Data excerpts:
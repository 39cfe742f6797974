//! Run detection and adaptive merging for large ranges.
//!
//! Before committing to quicksort, a large range is scanned once and split into maximal
//! monotonic runs. Descending runs are reversed on the spot. If the range turns out to be a
//! handful of long runs, they are merged pairwise, ping-ponging between the range and a
//! scratch buffer. Too many runs, or an overly long flat stretch, hands the whole range to
//! quicksort instead.

use crate::core::{MAX_RUN_COUNT, MAX_RUN_LENGTH, Scratch};
use crate::quicksort::quicksort;
use cuneiform::cuneiform;
use log::trace;
use std::cmp::Ordering;

/// Outcome of probing a range for runs.
#[derive(Clone, Copy, Debug, PartialEq, Eq)]
pub(crate) enum Probe {
    /// The range is a single non-decreasing run.
    Sorted,
    /// The range is not structured enough for merging.
    Unstructured,
    /// The range splits into this many non-decreasing runs, recorded in the run table.
    Runs(usize),
}

// Cache-aligned run boundaries: `starts[i]` is where run `i` begins and `starts[count]` is
// the end of the range.
#[cuneiform]
pub(crate) struct RunTable {
    starts: [usize; MAX_RUN_COUNT + 1],
}

impl RunTable {
    pub(crate) fn new() -> Self {
        RunTable {
            starts: [0; MAX_RUN_COUNT + 1],
        }
    }
}

/// Sorts `v` by merging its runs, or by quicksort when it has too little structure.
///
/// `workspace` is used as the merge buffer when it can hold `v.len()` elements.
pub(crate) fn merge_sort<T, F>(v: &mut [T], workspace: Option<&mut [T]>, cmp: &mut F)
where
    T: Copy,
    F: FnMut(&T, &T) -> Ordering,
{
    let mut runs = RunTable::new();
    match probe(v, &mut runs, cmp) {
        Probe::Sorted => trace!("{} elements already sorted", v.len()),
        Probe::Unstructured => quicksort(v, 0, v.len(), true, cmp),
        Probe::Runs(count) => {
            trace!("merging {count} runs over {} elements", v.len());
            merge_runs(v, &mut runs, count, workspace, cmp);
        }
    }
}

/// Scans `v` left to right, reversing descending runs and recording where each run starts.
pub(crate) fn probe<T, F>(v: &mut [T], runs: &mut RunTable, cmp: &mut F) -> Probe
where
    T: Copy,
    F: FnMut(&T, &T) -> Ordering,
{
    let len = v.len();
    if len < 2 {
        return Probe::Sorted;
    }
    let right = len - 1;
    let starts = &mut runs.starts;

    let mut count = 0;
    starts[0] = 0;
    let mut k = 0;
    while k < right {
        match cmp(&v[k], &v[k + 1]) {
            Ordering::Less => {
                k += 1;
                while k <= right && cmp(&v[k - 1], &v[k]) != Ordering::Greater {
                    k += 1;
                }
            }
            Ordering::Greater => {
                k += 1;
                while k <= right && cmp(&v[k - 1], &v[k]) != Ordering::Less {
                    k += 1;
                }
                v[starts[count]..k].reverse();
            }
            Ordering::Equal => {
                let mut budget = MAX_RUN_LENGTH;
                k += 1;
                while k <= right && cmp(&v[k - 1], &v[k]) == Ordering::Equal {
                    budget -= 1;
                    if budget == 0 {
                        trace!("flat run longer than {MAX_RUN_LENGTH} at {k}, falling back");
                        return Probe::Unstructured;
                    }
                    k += 1;
                }
            }
        }

        count += 1;
        if count == MAX_RUN_COUNT {
            trace!("{MAX_RUN_COUNT} runs before index {k}, falling back");
            return Probe::Unstructured;
        }
        starts[count] = k;
    }

    if starts[count] == right {
        // The last run holds a single element.
        count += 1;
        starts[count] = len;
    } else if count == 1 {
        return Probe::Sorted;
    }
    Probe::Runs(count)
}

/// Which buffer currently holds the authoritative runs.
#[derive(Clone, Copy, Debug, PartialEq, Eq)]
enum Side {
    Input,
    Scratch,
}

impl Side {
    fn flip(self) -> Self {
        match self {
            Side::Input => Side::Scratch,
            Side::Scratch => Side::Input,
        }
    }
}

/// Merges `count >= 2` adjacent non-decreasing runs of `v` into one.
pub(crate) fn merge_runs<T, F>(
    v: &mut [T],
    runs: &mut RunTable,
    mut count: usize,
    workspace: Option<&mut [T]>,
    cmp: &mut F,
) where
    T: Copy,
    F: FnMut(&T, &T) -> Ordering,
{
    // Each pass halves the run count. Start on whichever side makes the last pass land in `v`.
    let mut odd = false;
    let mut n = 1;
    loop {
        n <<= 1;
        if n >= count {
            break;
        }
        odd = !odd;
    }

    // Starting from the scratch side needs it to hold the input first.
    let mut scratch = Scratch::for_range(v, workspace, !odd);
    let work = scratch.as_mut_slice();
    let mut source = if odd { Side::Input } else { Side::Scratch };

    let starts = &mut runs.starts;
    while count > 1 {
        count = match source {
            Side::Input => merge_pass(v, work, starts, count, cmp),
            Side::Scratch => merge_pass(work, v, starts, count, cmp),
        };
        source = source.flip();
    }
}

/// Merges runs pairwise from `src` into `dst` and compacts the run table.
///
/// Returns the new run count. An odd trailing run is copied over unchanged.
fn merge_pass<T, F>(
    src: &[T],
    dst: &mut [T],
    starts: &mut [usize; MAX_RUN_COUNT + 1],
    count: usize,
    cmp: &mut F,
) -> usize
where
    T: Copy,
    F: FnMut(&T, &T) -> Ordering,
{
    let end = starts[count];
    let mut last = 0;

    let mut k = 2;
    while k <= count {
        let (lo, mid, hi) = (starts[k - 2], starts[k - 1], starts[k]);
        let (mut p, mut q) = (lo, mid);
        for slot in &mut dst[lo..hi] {
            // Ties go to the left run.
            if q >= hi || (p < mid && cmp(&src[p], &src[q]) != Ordering::Greater) {
                *slot = src[p];
                p += 1;
            } else {
                *slot = src[q];
                q += 1;
            }
        }
        last += 1;
        starts[last] = hi;
        k += 2;
    }

    if count % 2 != 0 {
        let lo = starts[count - 1];
        dst[lo..end].copy_from_slice(&src[lo..end]);
        last += 1;
        starts[last] = end;
    }
    last
}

Your objective: Output only an exact transcription of the lines above from the one with "starts: [0; MAX_RUN_COUNT" up to and including the one with "let mut runs = RunTable::new();".

Solved exercise:
            starts: [0; MAX_RUN_COUNT + 1],
        }
    }
}

/// Sorts `v` by merging its runs, or by quicksort when it has too little structure.
///
/// `workspace` is used as the merge buffer when it can hold `v.len()` elements.
pub(crate) fn merge_sort<T, F>(v: &mut [T], workspace: Option<&mut [T]>, cmp: &mut F)
where
    T: Copy,
    F: FnMut(&T, &T) -> Ordering,
{
    let mut runs = RunTable::new();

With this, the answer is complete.